● **WORK ITEM**
Your answer must be the records below, printed exactly.

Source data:
::::

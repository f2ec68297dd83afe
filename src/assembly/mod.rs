use rand::Rng;
use std::fs;
use std::path::{Path, PathBuf};

use crate::error::PipelineError;
use crate::media::MediaTool;
use crate::store::{Episode, artifact_present};
use crate::ui::prelude::{Level, emit};

const CLIP_EXTENSIONS: [&str; 5] = ["mp4", "mov", "mkv", "webm", "m4v"];

/// The shared read-only pool of stock footage files.
///
/// Clips are immutable and owned by the pool directory, never by an episode.
/// Durations are probed per draw, not cached across runs.
#[derive(Debug, Clone)]
pub struct ClipPool {
    dir: PathBuf,
    clips: Vec<PathBuf>,
}

impl ClipPool {
    /// Scan the pool directory for clip files. A missing or empty directory
    /// yields an empty pool; the sequencer reports that as `NoClipsAvailable`.
    pub fn scan(dir: &Path) -> Result<Self, PipelineError> {
        let mut clips = Vec::new();
        if let Ok(entries) = fs::read_dir(dir) {
            for entry in entries.flatten() {
                let path = entry.path();
                let is_clip = path
                    .extension()
                    .and_then(|e| e.to_str())
                    .map(|e| CLIP_EXTENSIONS.contains(&e.to_ascii_lowercase().as_str()))
                    .unwrap_or(false);
                if path.is_file() && is_clip {
                    clips.push(path);
                }
            }
        }
        clips.sort();
        Ok(Self {
            dir: dir.to_path_buf(),
            clips,
        })
    }

    pub fn dir(&self) -> &Path {
        &self.dir
    }

    pub fn clips(&self) -> &[PathBuf] {
        &self.clips
    }

    pub fn len(&self) -> usize {
        self.clips.len()
    }

    pub fn is_empty(&self) -> bool {
        self.clips.is_empty()
    }
}

/// Greedy randomized cover: draw clips uniformly with replacement until their
/// combined duration reaches the target.
///
/// The stop condition is checked after accumulating each draw, so the
/// concatenated result never undershoots the narration; the excess is trimmed
/// later by the mux step. Termination holds because the prober rejects
/// non-positive durations.
pub fn sequence_clips<R: Rng>(
    pool: &ClipPool,
    target_secs: f64,
    media: &dyn MediaTool,
    rng: &mut R,
) -> Result<Vec<PathBuf>, PipelineError> {
    if target_secs <= 0.0 {
        return Ok(Vec::new());
    }
    if pool.is_empty() {
        return Err(PipelineError::NoClipsAvailable(pool.dir().to_path_buf()));
    }

    let mut sequence = Vec::new();
    let mut covered = 0.0f64;
    while covered < target_secs {
        let clip = &pool.clips()[rng.gen_range(0..pool.len())];
        covered += media.probe_duration(clip)?;
        sequence.push(clip.clone());
    }
    Ok(sequence)
}

/// One of the two historical ways an episode video gets built.
pub trait VideoAssemblyStrategy {
    fn assemble(&self, episode: &Episode, media: &dyn MediaTool) -> Result<(), PipelineError>;
}

/// Core strategy: cover the narration with stock clips, stream-copy them into
/// one silent track, then mux the narration over it.
pub struct ClipLibraryAssembly {
    clips_dir: PathBuf,
    max_secs: Option<f64>,
}

impl ClipLibraryAssembly {
    pub fn new(clips_dir: PathBuf, max_secs: Option<f64>) -> Self {
        Self { clips_dir, max_secs }
    }
}

impl VideoAssemblyStrategy for ClipLibraryAssembly {
    fn assemble(&self, episode: &Episode, media: &dyn MediaTool) -> Result<(), PipelineError> {
        let narration = episode.voice_path();
        let narration_secs = media.probe_duration(&narration)?;

        let pool = ClipPool::scan(&self.clips_dir)?;
        let sequence = sequence_clips(&pool, narration_secs, media, &mut rand::thread_rng())?;
        emit(
            Level::Info,
            "assembly.sequence",
            &format!(
                "Covering {:.1}s of narration with {} clips",
                narration_secs,
                sequence.len()
            ),
            None,
        );

        let concat = episode.concat_path();
        media.concat_copy(&sequence, &concat)?;

        let result = media.mux(
            &concat,
            &narration,
            &episode.video_path(),
            narration_secs,
            self.max_secs,
        );
        let _ = fs::remove_file(&concat);
        result
    }
}

/// Legacy strategy: loop one generated image for the whole narration.
pub struct StillImageAssembly {
    max_secs: Option<f64>,
}

impl StillImageAssembly {
    pub fn new(max_secs: Option<f64>) -> Self {
        Self { max_secs }
    }
}

impl VideoAssemblyStrategy for StillImageAssembly {
    fn assemble(&self, episode: &Episode, media: &dyn MediaTool) -> Result<(), PipelineError> {
        let image = episode.image_path();
        if !artifact_present(&image) {
            return Err(PipelineError::AssemblyFailed(format!(
                "missing image artifact {}",
                image.display()
            )));
        }

        let narration = episode.voice_path();
        let narration_secs = media.probe_duration(&narration)?;
        media.loop_still(
            &image,
            &narration,
            &episode.video_path(),
            narration_secs,
            self.max_secs,
        )
    }
}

::::

● **EXPECTED ANSWER**
repository f2ec68297dd83afe
filename src/assembly/mod.rs
use rand::Rng;
use std::fs;
use std::path::{Path, PathBuf};

use crate::error::PipelineError;
use crate::media::MediaTool;
use crate::store::{Episode, artifact_present};
use crate::ui::prelude::{Level, emit};

const CLIP_EXTENSIONS: [&str; 5] = ["mp4", "mov", "mkv", "webm", "m4v"];

/// The shared read-only pool of stock footage files.
///
/// Clips are immutable and owned by the pool directory, never by an episode.
/// Durations are probed per draw, not cached across runs.
#[derive(Debug, Clone)]
pub struct ClipPool {
    dir: PathBuf,
    clips: Vec<PathBuf>,
}

impl ClipPool {
    /// Scan the pool directory for clip files. A missing or empty directory
    /// yields an empty pool; the sequencer reports that as `NoClipsAvailable`.
    pub fn scan(dir: &Path) -> Result<Self, PipelineError> {
        let mut clips = Vec::new();
        if let Ok(entries) = fs::read_dir(dir) {
            for entry in entries.flatten() {
                let path = entry.path();
                let is_clip = path
                    .extension()
                    .and_then(|e| e.to_str())
                    .map(|e| CLIP_EXTENSIONS.contains(&e.to_ascii_lowercase().as_str()))
                    .unwrap_or(false);
                if path.is_file() && is_clip {
                    clips.push(path);
                }
            }
        }
        clips.sort();
        Ok(Self {
            dir: dir.to_path_buf(),
            clips,
        })
    }

    pub fn dir(&self) -> &Path {
        &self.dir
    }

    pub fn clips(&self) -> &[PathBuf] {
        &self.clips
    }

    pub fn len(&self) -> usize {
        self.clips.len()
    }

    pub fn is_empty(&self) -> bool {
        self.clips.is_empty()
    }
}

/// Greedy randomized cover: draw clips uniformly with replacement until their
/// combined duration reaches the target.
///
/// The stop condition is checked after accumulating each draw, so the
/// concatenated result never undershoots the narration; the excess is trimmed
/// later by the mux step. Termination holds because the prober rejects
/// non-positive durations.
pub fn sequence_clips<R: Rng>(
    pool: &ClipPool,
    target_secs: f64,
    media: &dyn MediaTool,
    rng: &mut R,
) -> Result<Vec<PathBuf>, PipelineError> {
    if target_secs <= 0.0 {
        return Ok(Vec::new());
    }
    if pool.is_empty() {
        return Err(PipelineError::NoClipsAvailable(pool.dir().to_path_buf()));
    }

    let mut sequence = Vec::new();
    let mut covered = 0.0f64;
    while covered < target_secs {
        let clip = &pool.clips()[rng.gen_range(0..pool.len())];
        covered += media.probe_duration(clip)?;
        sequence.push(clip.clone());
    }
    Ok(sequence)
}

/// One of the two historical ways an episode video gets built.
pub trait VideoAssemblyStrategy {
    fn assemble(&self, episode: &Episode, media: &dyn MediaTool) -> Result<(), PipelineError>;
}

/// Core strategy: cover the narration with stock clips, stream-copy them into
/// one silent track, then mux the narration over it.
pub struct ClipLibraryAssembly {
    clips_dir: PathBuf,
    max_secs: Option<f64>,
}

impl ClipLibraryAssembly {
    pub fn new(clips_dir: PathBuf, max_secs: Option<f64>) -> Self {
        Self { clips_dir, max_secs }
    }
}

impl VideoAssemblyStrategy for ClipLibraryAssembly {
    fn assemble(&self, episode: &Episode, media: &dyn MediaTool) -> Result<(), PipelineError> {
        let narration = episode.voice_path();
        let narration_secs = media.probe_duration(&narration)?;

        let pool = ClipPool::scan(&self.clips_dir)?;
        let sequence = sequence_clips(&pool, narration_secs, media, &mut rand::thread_rng())?;
        emit(
            Level::Info,
            "assembly.sequence",
            &format!(
                "Covering {:.1}s of narration with {} clips",
                narration_secs,
                sequence.len()
            ),
            None,
        );

        let concat = episode.concat_path();
        media.concat_copy(&sequence, &concat)?;

        let result = media.mux(
            &concat,
            &narration,
            &episode.video_path(),
            narration_secs,
            self.max_secs,
        );
        let _ = fs::remove_file(&concat);
        result
    }
}

/// Legacy strategy: loop one generated image for the whole narration.
pub struct StillImageAssembly {
    max_secs: Option<f64>,
}

impl StillImageAssembly {
    pub fn new(max_secs: Option<f64>) -> Self {
        Self { max_secs }
    }
}

impl VideoAssemblyStrategy for StillImageAssembly {
    fn assemble(&self, episode: &Episode, media: &dyn MediaTool) -> Result<(), PipelineError> {
        let image = episode.image_path();
        if !artifact_present(&image) {
            return Err(PipelineError::AssemblyFailed(format!(
                "missing image artifact {}",
                image.display()
            )));
        }

        let narration = episode.voice_path();
        let narration_secs = media.probe_duration(&narration)?;
        media.loop_still(
            &image,
            &narration,
            &episode.video_path(),
            narration_secs,
            self.max_secs,
        )
    }
}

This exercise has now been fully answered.